Facebook is officially now the most visited site in the US – beating Google to the top spot for the first time. And with 70% of its users outside the US it’s fair to presume the website dominates browsers across the globe (with some exceptions). So you have a Facebook page for your band, right? You’ve given it a logical URL, you’ve installed some cool landing page applications. You may have even done some Facebook advertising to attract people to your page. Hopefully you have a decent number of page likes. So what now? How often should you update your page? How much is too much? What content should you put into those updates? When is the best time to update your page? In this post we’ll answer these questions and give some advice on what a good Facebook strategy should be like.
How often should I update my page?
There are different schools of thought on this. Post too little and you are in danger of getting lost in peoples’ news feeds. Post too much and you will irritate your Facebook followers. From our experience managing Facebook pages for artists we have found that 3-5 updates per week is usually the right amount. Avoid the temptation to post minutiae on Facebook – keep that for Twitter (which is designed to be a rapidly changing environment and needs a different approach). Of course you can be flexible with this number; if you have just released a record, are touring or are on the promotional trail then update your page more often, just so long as the content is of interest to your followers. A good rule of thumb is never to update your page more than 5 times a day – at this point you are wandering into spam territory.
When should I update my page?
The best time to update your page is (unsurprisingly) when most of your fans are on Facebook. A recent study has shown that there are three times during the day when usage spikes: 11am, 3pm and 8pm. The study also found that morning updates more effective than those made after 12pm. And updating on weekdays is far more effective than at the weekends when people are out of their regular routines. So a posting strategy of 11am on weekdays should get the best results. But be careful – if your fans are international then you need to take account for time differences. If the majority of your fans are in the eastern US but you live in London then you need to calculate what time you need to post. Take the stress out of it and schedule your updates with HootSuite.
What content should I put in my updates?
This might seem like a silly question, but it’s actually a really valid one and a question bands should spend a little time thinking about. We have a few tips for you here:
Tip #1 Not all of your content should be self-promotional
Okay, you are using Facebook to promote you and your music and the ultimate goal is to convert your followers into people who support you financially through music or ticket sales. But you need to also keep in mind that the people who will see your updates in their news feeds have demonstrated they like you enough to become your fans on Facebook. They are familiar with your music, they may already own your CD and have gone to several of your concerts. Therefore your messages to these people should not be a Buy! Buy! Buy! A good ratio recommended by social media professionalSteve Woessner is 6:1, that means six ‘this is what the band are up to’ updates for every one ‘and our new single is available from iTunes’.

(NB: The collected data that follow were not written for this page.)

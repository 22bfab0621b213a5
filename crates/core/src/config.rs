use std::path::PathBuf;
use tracing::Level;

/// How many numbered `GOOGLE_API_KEY_{i}` slots are probed at startup.
const NUMBERED_KEY_SLOTS: usize = 7;

/// A custom error type for configuration loading failures.
#[derive(Debug, thiserror::Error)]
pub enum ConfigError {
    #[error("Missing environment variable: {0}")]
    MissingVar(String),
    #[error("Invalid value for environment variable {0}: {1}")]
    InvalidValue(String, String),
    #[error("No Google API keys found in environment variables")]
    NoCredentials,
}

/// Holds all configuration loaded from the environment at startup.
#[derive(Clone, Debug)]
pub struct Config {
    /// Ordered backend credentials, rotated under rate-limiting.
    pub credentials: Vec<String>,
    pub text_model: String,
    pub tts_model: String,
    pub uploads_dir: PathBuf,
    pub max_attempts: u32,
    pub log_level: Level,
}

impl Config {
    /// Loads configuration from environment variables.
    ///
    /// Credentials come from `GOOGLE_API_KEY_1` through `GOOGLE_API_KEY_7`,
    /// collected in slot order with gaps skipped; when none of those are
    /// set, a single `GOOGLE_API_KEY` is accepted instead.
    pub fn from_env() -> Result<Self, ConfigError> {
        // Only load from .env in non-test mode to avoid contamination
        if !cfg!(test) {
            dotenvy::dotenv().ok();
        }

        let mut credentials = Vec::new();
        for i in 1..=NUMBERED_KEY_SLOTS {
            if let Ok(key) = std::env::var(format!("GOOGLE_API_KEY_{i}")) {
                if !key.is_empty() {
                    credentials.push(key);
                }
            }
        }
        if credentials.is_empty() {
            if let Ok(key) = std::env::var("GOOGLE_API_KEY") {
                if !key.is_empty() {
                    credentials.push(key);
                }
            }
        }
        if credentials.is_empty() {
            return Err(ConfigError::NoCredentials);
        }

        let text_model =
            std::env::var("CHAT_MODEL").unwrap_or_else(|_| "gemini-2.0-flash-exp".to_string());
        let tts_model =
            std::env::var("TTS_MODEL").unwrap_or_else(|_| "gemini-2.0-flash-exp".to_string());

        let uploads_dir = std::env::var("UPLOADS_DIR")
            .map(PathBuf::from)
            .unwrap_or_else(|_| PathBuf::from("uploads"));

        let max_attempts_str = std::env::var("MAX_ATTEMPTS").unwrap_or_else(|_| "3".to_string());
        let max_attempts = max_attempts_str.parse::<u32>().map_err(|_| {
            ConfigError::InvalidValue("MAX_ATTEMPTS".to_string(), max_attempts_str.clone())
        })?;
        if max_attempts == 0 {
            return Err(ConfigError::InvalidValue(
                "MAX_ATTEMPTS".to_string(),
                "must be at least 1".to_string(),
            ));
        }

        let log_level_str = std::env::var("RUST_LOG").unwrap_or_else(|_| "INFO".to_string());
        let log_level = log_level_str.parse::<Level>().map_err(|_| {
            ConfigError::InvalidValue(
                "RUST_LOG".to_string(),
                format!("'{}' is not a valid log level", log_level_str),
            )
        })?;

        Ok(Self {
            credentials,
            text_model,
            tts_model,
            uploads_dir,
            max_attempts,
            log_level,
        })
    }
}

Tip #2 Respond to comments
Facebook is called a social network for a reason – you need to be sociable and interact with your Facebook followers, not just push content at them. If you post an update at 11am check your page a few hours later and reply to the comments your fans have left.
Tip #3 Share your personality and inspirations
You haven’t posted anything in days but you’re struggling to come up with something to update your page with. One of the things we do when embarking on managing an artist’s social network profiles is ask that artist to list out the things which have inspired them and their music; their favourite songs, films, books even. This list proves a great resource when you want to update your page but have nothing really new to say.
Tip #4 If content is super cool, make the most of it
You’ve spent a long time and perhaps a lot of money making a new video, so don’t just plonk it up on Facebook without ceremony. Try to create a ‘teaser’ campaign before you release the video. For example, posting behind-the-scenes photos the week before you release the video and ‘coming soon’ messages are a good way to increase suspense and pique interest. Similarly if you have an album of 40 great photos from a gig, split them up into two albums and post them separately. Remember, photos are important; we have found that photos are consistently the most visited part of any bands Facebook page. Check out your page insights and see for yourself.
Tip #5 Say thanks
It’s often forgotten but thanking people is actually quite a powerful way of reinforcing connections. When you’re touring it’s always good to post a thank you update after each gig. Even if just 1% of your total Facebook fans were at the concert in question, that 1% will feel special for having attended and are likely to comment on your update, which will in turn publish to their own Facebook profiles.
So, to conclude; putting thought into how you are going to manage your Facebook page is worth it. It’s not very rock ‘n’ roll, but being organised about what you want to say and when you say it will make your life easier. Hopefully these simple tips which we’ve learned from experience will help you get the most out of your page.